§ What to produce
Starting at the line that contains "pub async fn overview(&self)", repeat each line exactly through the last line of the listing, and repeat nothing else.

§ Input for this task
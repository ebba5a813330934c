use std::sync::Arc;

use dino_core::model::{GameType, PlayerProfile, ProfileDraft};
use storage::repository::ProfileRepository;

use crate::error::ProfileServiceError;
use crate::profile_store::ProfileStore;

/// Parent dashboard numbers derived from the profile.
#[derive(Debug, Clone, PartialEq, Eq)]
pub struct ProfileOverview {
    pub display_name: String,
    pub star_total: u32,
    pub highest_score: u32,
    pub games_played: usize,
    pub unlocked_achievements: usize,
    pub recommended_games: Vec<GameType>,
}

impl ProfileOverview {
    #[must_use]
    pub fn from_profile(profile: &PlayerProfile) -> Self {
        Self {
            display_name: profile.display_name().to_string(),
            star_total: profile.star_total(),
            highest_score: profile.highest_score(),
            games_played: profile.games_played(),
            unlocked_achievements: profile
                .achievements()
                .iter()
                .filter(|a| a.is_unlocked)
                .count(),
            recommended_games: profile.recommended_games().to_vec(),
        }
    }
}

/// Loads, edits and persists the device's player profile.
#[derive(Clone)]
pub struct ProfileService {
    profiles: Arc<dyn ProfileRepository>,
}

impl ProfileService {
    #[must_use]
    pub fn new(profiles: Arc<dyn ProfileRepository>) -> Self {
        Self { profiles }
    }

    /// Current profile wrapped in a store; empty when nobody signed in.
    ///
    /// # Errors
    ///
    /// Returns `ProfileServiceError::Storage` on repository failures.
    pub async fn load(&self) -> Result<ProfileStore, ProfileServiceError> {
        Ok(ProfileStore::new(self.profiles.get_profile().await?))
    }

    /// Persist whatever the store holds; an empty store clears the profile.
    ///
    /// # Errors
    ///
    /// Returns `ProfileServiceError::Storage` on repository failures.
    pub async fn save(&self, store: &ProfileStore) -> Result<(), ProfileServiceError> {
        match store.profile() {
            Some(profile) => self.profiles.save_profile(profile).await?,
            None => self.profiles.clear_profile().await?,
        }
        Ok(())
    }

    /// Create a profile from user input, or update identity fields of the
    /// existing one while keeping its progress.
    ///
    /// # Errors
    ///
    /// Returns `ProfileServiceError::Profile` for invalid input, or
    /// `ProfileServiceError::Storage` on repository failures.
    pub async fn sign_in(&self, draft: ProfileDraft) -> Result<PlayerProfile, ProfileServiceError> {
        let profile = match self.profiles.get_profile().await? {
            Some(existing) => existing.apply(draft.validate_patch()?),
            None => draft.validate()?,
        };
        self.profiles.save_profile(&profile).await?;
        tracing::info!(name = profile.display_name(), "profile saved");
        Ok(profile)
    }

    /// The stored profile, creating the default explorer on first use.
    ///
    /// # Errors
    ///
    /// Returns `ProfileServiceError::Storage` on repository failures.
    pub async fn ensure_profile(&self) -> Result<PlayerProfile, ProfileServiceError> {
        if let Some(profile) = self.profiles.get_profile().await? {
            return Ok(profile);
        }
        let profile = PlayerProfile::explorer();
        self.profiles.save_profile(&profile).await?;
        tracing::info!("created default explorer profile");
        Ok(profile)
    }

    /// Dashboard numbers, `None` when nobody signed in.
    ///
    /// # Errors
    ///
    /// Returns `ProfileServiceError::Storage` on repository failures.
    pub async fn overview(&self) -> Result<Option<ProfileOverview>, ProfileServiceError> {
        let store = self.load().await?;
        Ok(store.profile().map(ProfileOverview::from_profile))
    }

    /// Sign out and forget the stored profile.
    ///
    /// # Errors
    ///
    /// Returns `ProfileServiceError::Storage` on repository failures.
    pub async fn sign_out(&self) -> Result<(), ProfileServiceError> {
        self.profiles.clear_profile().await?;
        tracing::info!("profile cleared");
        Ok(())
    }
}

§ Solution below
    pub async fn overview(&self) -> Result<Option<ProfileOverview>, ProfileServiceError> {
        let store = self.load().await?;
        Ok(store.profile().map(ProfileOverview::from_profile))
    }

    /// Sign out and forget the stored profile.
    ///
    /// # Errors
    ///
    /// Returns `ProfileServiceError::Storage` on repository failures.
    pub async fn sign_out(&self) -> Result<(), ProfileServiceError> {
        self.profiles.clear_profile().await?;
        tracing::info!("profile cleared");
        Ok(())
    }
}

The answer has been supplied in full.